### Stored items
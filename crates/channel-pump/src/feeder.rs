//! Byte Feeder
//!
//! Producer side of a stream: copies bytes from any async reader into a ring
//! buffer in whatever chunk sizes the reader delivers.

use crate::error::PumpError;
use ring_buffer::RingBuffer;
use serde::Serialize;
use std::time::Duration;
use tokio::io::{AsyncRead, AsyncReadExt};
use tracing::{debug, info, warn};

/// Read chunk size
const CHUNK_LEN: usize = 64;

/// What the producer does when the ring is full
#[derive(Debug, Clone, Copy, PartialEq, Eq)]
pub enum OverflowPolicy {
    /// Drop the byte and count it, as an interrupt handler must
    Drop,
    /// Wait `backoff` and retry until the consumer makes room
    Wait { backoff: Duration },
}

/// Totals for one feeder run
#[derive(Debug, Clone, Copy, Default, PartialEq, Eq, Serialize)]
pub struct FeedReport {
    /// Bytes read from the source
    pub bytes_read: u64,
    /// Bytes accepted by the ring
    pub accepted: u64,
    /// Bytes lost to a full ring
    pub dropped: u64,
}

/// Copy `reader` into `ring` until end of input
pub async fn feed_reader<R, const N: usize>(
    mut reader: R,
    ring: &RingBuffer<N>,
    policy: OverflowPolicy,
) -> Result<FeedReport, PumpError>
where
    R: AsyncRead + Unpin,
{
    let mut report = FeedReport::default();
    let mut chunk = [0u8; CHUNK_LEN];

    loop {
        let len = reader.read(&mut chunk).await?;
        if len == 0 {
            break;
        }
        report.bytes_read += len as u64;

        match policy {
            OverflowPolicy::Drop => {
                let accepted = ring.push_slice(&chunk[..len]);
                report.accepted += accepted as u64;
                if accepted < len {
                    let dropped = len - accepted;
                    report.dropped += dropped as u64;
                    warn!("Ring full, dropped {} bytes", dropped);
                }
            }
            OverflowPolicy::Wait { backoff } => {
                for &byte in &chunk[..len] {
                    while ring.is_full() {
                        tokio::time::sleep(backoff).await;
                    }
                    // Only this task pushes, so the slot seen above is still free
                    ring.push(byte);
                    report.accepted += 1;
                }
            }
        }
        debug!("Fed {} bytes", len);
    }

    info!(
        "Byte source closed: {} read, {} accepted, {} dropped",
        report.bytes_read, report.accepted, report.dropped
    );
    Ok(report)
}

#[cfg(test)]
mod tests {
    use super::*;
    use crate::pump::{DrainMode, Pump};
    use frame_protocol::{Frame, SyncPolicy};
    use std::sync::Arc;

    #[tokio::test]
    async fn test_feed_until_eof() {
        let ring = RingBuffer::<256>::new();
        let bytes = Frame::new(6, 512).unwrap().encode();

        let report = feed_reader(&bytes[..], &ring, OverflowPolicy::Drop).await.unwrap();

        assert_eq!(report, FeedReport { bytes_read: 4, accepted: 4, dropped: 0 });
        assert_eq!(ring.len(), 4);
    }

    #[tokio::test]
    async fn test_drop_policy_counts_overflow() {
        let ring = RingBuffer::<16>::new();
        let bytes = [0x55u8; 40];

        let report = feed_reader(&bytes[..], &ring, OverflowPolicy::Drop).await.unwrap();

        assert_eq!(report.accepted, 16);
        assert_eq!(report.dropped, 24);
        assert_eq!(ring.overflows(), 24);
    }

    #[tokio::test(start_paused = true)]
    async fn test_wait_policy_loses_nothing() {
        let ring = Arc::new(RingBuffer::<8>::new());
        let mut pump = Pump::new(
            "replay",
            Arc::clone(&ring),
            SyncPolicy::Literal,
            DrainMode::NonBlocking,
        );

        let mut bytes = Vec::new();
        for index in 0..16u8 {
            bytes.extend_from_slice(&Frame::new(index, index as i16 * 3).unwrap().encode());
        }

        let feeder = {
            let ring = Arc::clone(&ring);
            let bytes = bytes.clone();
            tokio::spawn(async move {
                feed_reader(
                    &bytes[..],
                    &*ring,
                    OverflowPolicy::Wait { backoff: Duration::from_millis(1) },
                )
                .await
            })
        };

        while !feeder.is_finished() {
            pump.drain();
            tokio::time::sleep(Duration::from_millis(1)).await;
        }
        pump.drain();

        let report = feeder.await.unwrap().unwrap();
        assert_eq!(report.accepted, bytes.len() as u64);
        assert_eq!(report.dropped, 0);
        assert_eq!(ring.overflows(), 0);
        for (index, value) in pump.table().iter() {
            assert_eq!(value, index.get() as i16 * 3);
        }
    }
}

### What to produce
Please copy only the lines between the first line of the entries and the line with "#[derive(Debug, Clone, Copy, Default, PartialEq, Eq, Serialize)]", keeping those two end lines as well, exactly as written.

### Expected answer
filename crates/channel-pump/src/feeder.rs
//! Byte Feeder
//!
//! Producer side of a stream: copies bytes from any async reader into a ring
//! buffer in whatever chunk sizes the reader delivers.

use crate::error::PumpError;
use ring_buffer::RingBuffer;
use serde::Serialize;
use std::time::Duration;
use tokio::io::{AsyncRead, AsyncReadExt};
use tracing::{debug, info, warn};

/// Read chunk size
const CHUNK_LEN: usize = 64;

/// What the producer does when the ring is full
#[derive(Debug, Clone, Copy, PartialEq, Eq)]
pub enum OverflowPolicy {
    /// Drop the byte and count it, as an interrupt handler must
    Drop,
    /// Wait `backoff` and retry until the consumer makes room
    Wait { backoff: Duration },
}

/// Totals for one feeder run
#[derive(Debug, Clone, Copy, Default, PartialEq, Eq, Serialize)]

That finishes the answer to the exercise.